Nucleation of Hybrid Polymers in Sickle Cell Disease

Upon deoxygenation, sickle hemoglobin (HbS) can polymerize into complex, 14 stranded polymers via a double nucleation process. While sickle cell hemoglobin nucleation has been well described, the description has focused on nucleation of a single species, deoxyHbS, with perhaps the presence of a crowding non-polymerizing species. However, there are three important cases of polymerization where hybrid polymers are created, and thus the nucleation process in such situations needs to be characterized and tested. First in vivo, polymerization always occurs in the presence of ligands. Second, polymerization is also possible in the presence of normal hemoglobin (HbA, eg. in sickle trait). Finally, antisickling drugs may not bind to all molecules and thus create a heterogeneous population with the opportunity for hybrid polymerization. Thus we have studied polymerization in the presence of HbA, as well as under cases of partial ligation (with CO, NO and O2). Homogeneous nucleation rates have been measured by laser photolysis of the CO-derivative and analysis of the stochastic fluctuations of onset-times. Heterogeneous nucleation is determined by following the exponential growth of light scattering. Existing models for nucleation have been successfully modified to account for the copolymerization probability of hybrid species, and revised models will also be presented. Incorporation of ligands is particularly challenging since it appears necessary to account for tertiary as well as quaternary effects, and these appear to differ depending on the ligands.
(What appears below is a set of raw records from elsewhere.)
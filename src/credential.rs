//! Credential sources: how a fresh access token is obtained for one identity.

use crate::cache::KvCache;
use crate::client::{DEFAULT_BASE_URL, WORK_BASE_URL};
use crate::error::{RestError, Result};
use crate::rest::decode_body;
use chrono::{DateTime, Utc};
use reqwest::blocking::{Client, RequestBuilder};
use serde::{Deserialize, Serialize};
use serde_json::Value;
use sha2::{Digest, Sha256};
use std::sync::Arc;
use std::time::{Duration, Instant};
use tracing::debug;

/// How long a pushed component verify ticket is kept
pub const VERIFY_TICKET_TTL: Duration = Duration::from_secs(12 * 60 * 60);

/// Longest lifetime accepted from an issuing endpoint (one year)
pub const MAX_EXPIRES_IN: i64 = 366 * 24 * 60 * 60;

/// Knows how to obtain a fresh credential for one identity and which cache
/// key that credential lives under.
pub trait CredentialSource: Send + Sync {
    /// Cache key, unique per identity
    fn cache_key(&self) -> String;

    /// Fetch a fresh credential from the issuing endpoint
    fn fetch(&self) -> Result<IssuedCredential>;
}

impl<T: CredentialSource + ?Sized> CredentialSource for Arc<T> {
    fn cache_key(&self) -> String {
        (**self).cache_key()
    }

    fn fetch(&self) -> Result<IssuedCredential> {
        (**self).fetch()
    }
}

/// Token as returned by an issuing endpoint
#[derive(Debug, Clone, PartialEq, Eq, Deserialize)]
pub struct IssuedCredential {
    /// Bearer token
    #[serde(alias = "component_access_token")]
    pub access_token: String,

    /// Lifetime in seconds
    pub expires_in: i64,
}

impl IssuedCredential {
    /// Create a credential valid for `expires_in` seconds
    pub fn new(access_token: impl Into<String>, expires_in: i64) -> Self {
        IssuedCredential {
            access_token: access_token.into(),
            expires_in,
        }
    }
}

/// Credential as persisted in the cache
#[derive(Debug, Clone, PartialEq, Eq, Serialize, Deserialize)]
pub struct CredentialRecord {
    /// Bearer token
    pub token: String,
    /// Lifetime in seconds declared by the issuing endpoint
    pub expires_in: u64,
    /// When the token was obtained
    pub fetched_at: DateTime<Utc>,
}

impl CredentialRecord {
    /// Record a credential fetched at `now`
    pub fn new(issued: IssuedCredential, now: DateTime<Utc>) -> Self {
        CredentialRecord {
            token: issued.access_token,
            expires_in: issued.expires_in.max(0) as u64,
            fetched_at: now,
        }
    }

    /// Lifetime declared by the provider
    pub fn ttl(&self) -> Duration {
        Duration::from_secs(self.expires_in)
    }

    /// Instant after which the record must not be handed out, `None` when
    /// the lifetime does not fit the calendar.
    ///
    /// The margin never exceeds half the lifetime.
    pub fn expires_at(&self, safety_margin: Duration) -> Option<DateTime<Utc>> {
        let margin = safety_margin.as_secs().min(self.expires_in / 2);
        let usable = chrono::Duration::from_std(Duration::from_secs(self.expires_in.saturating_sub(margin))).ok()?;
        self.fetched_at.checked_add_signed(usable)
    }

    /// Check whether the record may still be handed out at `now`.
    /// A record with an unrepresentable expiry is never fresh.
    pub fn is_fresh(&self, now: DateTime<Utc>, safety_margin: Duration) -> bool {
        matches!(self.expires_at(safety_margin), Some(at) if now < at)
    }
}

/// Issuing endpoint and the HTTP client used to reach it
#[derive(Debug, Clone)]
struct Issuer {
    endpoint: String,
    http: Client,
}

impl Issuer {
    fn new(endpoint: &str) -> Self {
        Issuer {
            endpoint: endpoint.to_string(),
            http: Client::new(),
        }
    }

    fn url(&self, path: &str) -> String {
        format!("{}{}", self.endpoint.trim_end_matches('/'), path)
    }

    fn issue(&self, request: RequestBuilder) -> Result<IssuedCredential> {
        let start = Instant::now();
        let response = request.send()?;
        let status = response.status();
        let body = response.bytes()?;

        debug!(
            endpoint = %self.endpoint,
            status = status.as_u16(),
            elapsed_ms = start.elapsed().as_millis() as u64,
            "credential endpoint responded"
        );

        let envelope = decode_body(status, &body)?.into_result()?;
        let issued: IssuedCredential = serde_json::from_value(envelope.raw())
            .map_err(|e| RestError::decode(format!("credential response: {}", e)))?;

        if issued.access_token.is_empty() {
            return Err(RestError::decode("credential response has an empty token"));
        }
        if issued.expires_in <= 0 || issued.expires_in > MAX_EXPIRES_IN {
            return Err(RestError::decode(format!(
                "credential response has out-of-range expires_in {}",
                issued.expires_in
            )));
        }

        Ok(issued)
    }
}

/// Official account or mini program identity (`appid` + `secret`)
#[derive(Debug, Clone)]
pub struct AppCredential {
    appid: String,
    secret: String,
    issuer: Issuer,
}

impl AppCredential {
    /// Create a source for an app identity
    pub fn new(appid: impl Into<String>, secret: impl Into<String>) -> Self {
        AppCredential {
            appid: appid.into(),
            secret: secret.into(),
            issuer: Issuer::new(DEFAULT_BASE_URL),
        }
    }

    /// Use a different issuing endpoint base URL
    pub fn with_endpoint(mut self, base_url: impl Into<String>) -> Self {
        self.issuer.endpoint = base_url.into();
        self
    }

    /// Use a preconfigured HTTP client
    pub fn with_http_client(mut self, http: Client) -> Self {
        self.issuer.http = http;
        self
    }

    /// Application id
    pub fn appid(&self) -> &str {
        &self.appid
    }
}

impl CredentialSource for AppCredential {
    fn cache_key(&self) -> String {
        format!("wxcore:access_token:{}", self.appid)
    }

    fn fetch(&self) -> Result<IssuedCredential> {
        let request = self.issuer.http.get(self.issuer.url("/cgi-bin/token")).query(&[
            ("grant_type", "client_credential"),
            ("appid", self.appid.as_str()),
            ("secret", self.secret.as_str()),
        ]);
        self.issuer.issue(request)
    }
}

/// Work (corp) identity: one corp id with one application secret
#[derive(Debug, Clone)]
pub struct CorpCredential {
    corpid: String,
    secret: String,
    issuer: Issuer,
}

impl CorpCredential {
    /// Create a source for a corp application
    pub fn new(corpid: impl Into<String>, secret: impl Into<String>) -> Self {
        CorpCredential {
            corpid: corpid.into(),
            secret: secret.into(),
            issuer: Issuer::new(WORK_BASE_URL),
        }
    }

    /// Use a different issuing endpoint base URL
    pub fn with_endpoint(mut self, base_url: impl Into<String>) -> Self {
        self.issuer.endpoint = base_url.into();
        self
    }

    /// Use a preconfigured HTTP client
    pub fn with_http_client(mut self, http: Client) -> Self {
        self.issuer.http = http;
        self
    }

    /// Corp id
    pub fn corpid(&self) -> &str {
        &self.corpid
    }
}

impl CredentialSource for CorpCredential {
    // Each application of a corp has its own secret and token.
    fn cache_key(&self) -> String {
        let digest = format!("{:x}", Sha256::digest(self.secret.as_bytes()));
        format!("wxcore:corp_access_token:{}:{}", self.corpid, &digest[..16])
    }

    fn fetch(&self) -> Result<IssuedCredential> {
        let request = self.issuer.http.get(self.issuer.url("/cgi-bin/gettoken")).query(&[
            ("corpid", self.corpid.as_str()),
            ("corpsecret", self.secret.as_str()),
        ]);
        self.issuer.issue(request)
    }
}

/// Third-party platform component identity.
///
/// Issuing a component token also needs the verify ticket the provider pushes
/// to the component's callback every few minutes. The ticket is kept in the
/// same key-value cache as the tokens so every process sees the latest one.
#[derive(Clone)]
pub struct ComponentCredential {
    appid: String,
    secret: String,
    issuer: Issuer,
    store: Arc<dyn KvCache>,
}

impl ComponentCredential {
    /// Create a source for a component app, reading tickets from `store`
    pub fn new(appid: impl Into<String>, secret: impl Into<String>, store: Arc<dyn KvCache>) -> Self {
        ComponentCredential {
            appid: appid.into(),
            secret: secret.into(),
            issuer: Issuer::new(DEFAULT_BASE_URL),
            store,
        }
    }

    /// Use a different issuing endpoint base URL
    pub fn with_endpoint(mut self, base_url: impl Into<String>) -> Self {
        self.issuer.endpoint = base_url.into();
        self
    }

    /// Use a preconfigured HTTP client
    pub fn with_http_client(mut self, http: Client) -> Self {
        self.issuer.http = http;
        self
    }

    /// Component app id
    pub fn appid(&self) -> &str {
        &self.appid
    }

    fn ticket_key(&self) -> String {
        format!("wxcore:component_verify_ticket:{}", self.appid)
    }

    /// Store the latest ticket pushed by the provider
    pub fn set_verify_ticket(&self, ticket: &str) -> Result<()> {
        self.store.set(
            &self.ticket_key(),
            Value::String(ticket.to_string()),
            VERIFY_TICKET_TTL,
        )
    }

    /// Latest stored ticket
    pub fn verify_ticket(&self) -> Option<String> {
        match self.store.get(&self.ticket_key())? {
            Value::String(ticket) if !ticket.is_empty() => Some(ticket),
            _ => None,
        }
    }
}

impl CredentialSource for ComponentCredential {
    fn cache_key(&self) -> String {
        format!("wxcore:component_access_token:{}", self.appid)
    }

    fn fetch(&self) -> Result<IssuedCredential> {
        let ticket = self.verify_ticket().ok_or_else(|| RestError::MissingTicket {
            appid: self.appid.clone(),
        })?;

        let request = self
            .issuer
            .http
            .post(self.issuer.url("/cgi-bin/component/api_component_token"))
            .json(&serde_json::json!({
                "component_appid": self.appid,
                "component_appsecret": self.secret,
                "component_verify_ticket": ticket,
            }));
        self.issuer.issue(request)
    }
}

#[cfg(test)]
mod tests {
    use super::*;
    use crate::cache::MemoryCache;
    use chrono::TimeZone;

    fn fetched_at() -> DateTime<Utc> {
        Utc.timestamp_opt(1_700_000_000, 0).unwrap()
    }

    #[test]
    fn test_record_expiry_with_margin() {
        let record = CredentialRecord::new(IssuedCredential::new("tok", 100), fetched_at());
        let margin = Duration::from_secs(10);

        assert_eq!(record.expires_at(margin).unwrap().timestamp(), 1_700_000_090);
        assert!(record.is_fresh(fetched_at() + chrono::Duration::seconds(50), margin));
        assert!(record.is_fresh(fetched_at() + chrono::Duration::seconds(89), margin));
        assert!(!record.is_fresh(fetched_at() + chrono::Duration::seconds(90), margin));
        assert_eq!(record.ttl(), Duration::from_secs(100));
    }

    #[test]
    fn test_record_margin_clamped_to_half_lifetime() {
        let record = CredentialRecord::new(IssuedCredential::new("tok", 100), fetched_at());
        assert_eq!(record.expires_at(Duration::from_secs(300)).unwrap().timestamp(), 1_700_000_050);
    }

    #[test]
    fn test_record_with_unrepresentable_lifetime_is_stale() {
        for expires_in in [10_000_000_000_000, i64::MAX as u64, u64::MAX] {
            let record = CredentialRecord {
                token: "tok".to_string(),
                expires_in,
                fetched_at: fetched_at(),
            };
            assert_eq!(record.expires_at(Duration::from_secs(300)), None);
            assert!(!record.is_fresh(fetched_at(), Duration::from_secs(300)));
        }
    }

    #[test]
    fn test_record_round_trips_through_json() {
        let record = CredentialRecord::new(IssuedCredential::new("tok", 7200), fetched_at());
        let value = serde_json::to_value(&record).unwrap();
        assert_eq!(value["token"], "tok");
        let back: CredentialRecord = serde_json::from_value(value).unwrap();
        assert_eq!(back, record);
    }

    #[test]
    fn test_issued_accepts_component_field() {
        let issued: IssuedCredential =
            serde_json::from_str(r#"{"component_access_token": "c-1", "expires_in": 7200}"#).unwrap();
        assert_eq!(issued, IssuedCredential::new("c-1", 7200));
    }

    #[test]
    fn test_cache_keys_are_per_identity() {
        let a = AppCredential::new("wx-a", "s");
        let b = AppCredential::new("wx-b", "s");
        assert_ne!(a.cache_key(), b.cache_key());

        let corp_one = CorpCredential::new("corp", "secret-one");
        let corp_two = CorpCredential::new("corp", "secret-two");
        assert_ne!(corp_one.cache_key(), corp_two.cache_key());
        assert!(!corp_one.cache_key().contains("secret-one"));
    }

    #[test]
    fn test_component_ticket_storage() {
        let store: Arc<dyn KvCache> = Arc::new(MemoryCache::new());
        let component = ComponentCredential::new("wx-comp", "s", store);
        assert_eq!(component.verify_ticket(), None);

        component.set_verify_ticket("ticket@@@1").unwrap();
        assert_eq!(component.verify_ticket(), Some("ticket@@@1".to_string()));
    }

    #[test]
    fn test_component_fetch_without_ticket() {
        let store: Arc<dyn KvCache> = Arc::new(MemoryCache::new());
        let component = ComponentCredential::new("wx-comp", "s", store)
            .with_endpoint("http://127.0.0.1:1");

        match component.fetch() {
            Err(RestError::MissingTicket { appid }) => assert_eq!(appid, "wx-comp"),
            other => panic!("expected MissingTicket, got {:?}", other),
        }
    }
}
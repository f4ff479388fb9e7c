//! Key-value storage used to persist credentials between callers.
//!
//! [`KvCache`] is object safe so product code can hold an
//! `Arc<dyn KvCache>` and stay agnostic of the backend. Values are JSON
//! values; the cache never looks inside them.

use crate::clock::{Clock, SystemClock};
use crate::error::Result;
use chrono::{DateTime, Utc};
use parking_lot::Mutex;
use serde_json::Value;
use std::collections::HashMap;
use std::sync::Arc;
use std::time::Duration;

/// Storage contract shared by the in-process and networked backends.
///
/// Reads never fail: a backend that cannot answer reports a miss so the
/// caller falls back to fetching a fresh value.
pub trait KvCache: Send + Sync {
    /// Get a value, `None` on miss or backend failure
    fn get(&self, key: &str) -> Option<Value>;

    /// Store a value that expires after `ttl`
    fn set(&self, key: &str, value: Value, ttl: Duration) -> Result<()>;

    /// Check whether a live value exists, `false` on backend failure
    fn exists(&self, key: &str) -> bool;

    /// Remove a value; removing a missing key is not an error
    fn delete(&self, key: &str) -> Result<()>;
}

#[derive(Debug, Clone)]
struct Entry {
    value: Value,
    expires_at: DateTime<Utc>,
}

/// In-process cache backed by a mutex-guarded map.
///
/// Expired entries are dropped lazily on read.
pub struct MemoryCache {
    entries: Mutex<HashMap<String, Entry>>,
    clock: Arc<dyn Clock>,
}

impl MemoryCache {
    /// Create an empty cache on the system clock
    pub fn new() -> Self {
        Self::with_clock(Arc::new(SystemClock))
    }

    /// Create an empty cache on a custom clock (useful for testing)
    pub fn with_clock(clock: Arc<dyn Clock>) -> Self {
        MemoryCache {
            entries: Mutex::new(HashMap::new()),
            clock,
        }
    }

    /// Number of stored entries, including expired ones not yet read
    pub fn len(&self) -> usize {
        self.entries.lock().len()
    }

    /// Check whether nothing is stored
    pub fn is_empty(&self) -> bool {
        self.len() == 0
    }
}

impl Default for MemoryCache {
    fn default() -> Self {
        Self::new()
    }
}

impl KvCache for MemoryCache {
    fn get(&self, key: &str) -> Option<Value> {
        let now = self.clock.now();
        let mut entries = self.entries.lock();

        match entries.get(key) {
            Some(entry) if entry.expires_at > now => Some(entry.value.clone()),
            Some(_) => {
                entries.remove(key);
                None
            }
            None => None,
        }
    }

    fn set(&self, key: &str, value: Value, ttl: Duration) -> Result<()> {
        let now = self.clock.now();
        let expires_at = chrono::Duration::from_std(ttl)
            .ok()
            .and_then(|ttl| now.checked_add_signed(ttl))
            .unwrap_or(DateTime::<Utc>::MAX_UTC);
        self.entries
            .lock()
            .insert(key.to_string(), Entry { value, expires_at });
        Ok(())
    }

    fn exists(&self, key: &str) -> bool {
        self.get(key).is_some()
    }

    fn delete(&self, key: &str) -> Result<()> {
        self.entries.lock().remove(key);
        Ok(())
    }
}

impl<T: KvCache + ?Sized> KvCache for Arc<T> {
    fn get(&self, key: &str) -> Option<Value> {
        (**self).get(key)
    }

    fn set(&self, key: &str, value: Value, ttl: Duration) -> Result<()> {
        (**self).set(key, value, ttl)
    }

    fn exists(&self, key: &str) -> bool {
        (**self).exists(key)
    }

    fn delete(&self, key: &str) -> Result<()> {
        (**self).delete(key)
    }
}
Do Different Ligands Produce Different Effects in Sickle Hemoglobin Polymer Growth

Sickle Hemoglobin (HbS) is a variant of human hemoglobin with a point mutation on two subunits. This mutation causes HbS molecules to grow into polymers when the ligands it transports are released it and changes conformation from an R (relaxed) state to a T (tense) state. The polymer mass that grows inside a red blood cell can cause it to become too rigid to deform to pass through tight capillaries. This causes vaso occlusion and is one of many side effects of sickle cell disease. Polymer growth can be measured by fully photolyzing an HbS sample with a laser, thereby causing the solution molecules to release all their ligands and switch into a T-state. However, in vivo, the partial pressure of oxygen rarely falls below 50% which makes the Hb a combination of fully, partially and un-liganded species. Equilibrium and kinetic measurements were done previously on fractional O2, CO and NO species, although a complete systematic comparison has never been conducted to quantify all of the differing data. A comparison of previous data along with new kinetic results will be presented. Partially ligated crystal protein structures will also be employed to rationalize the results.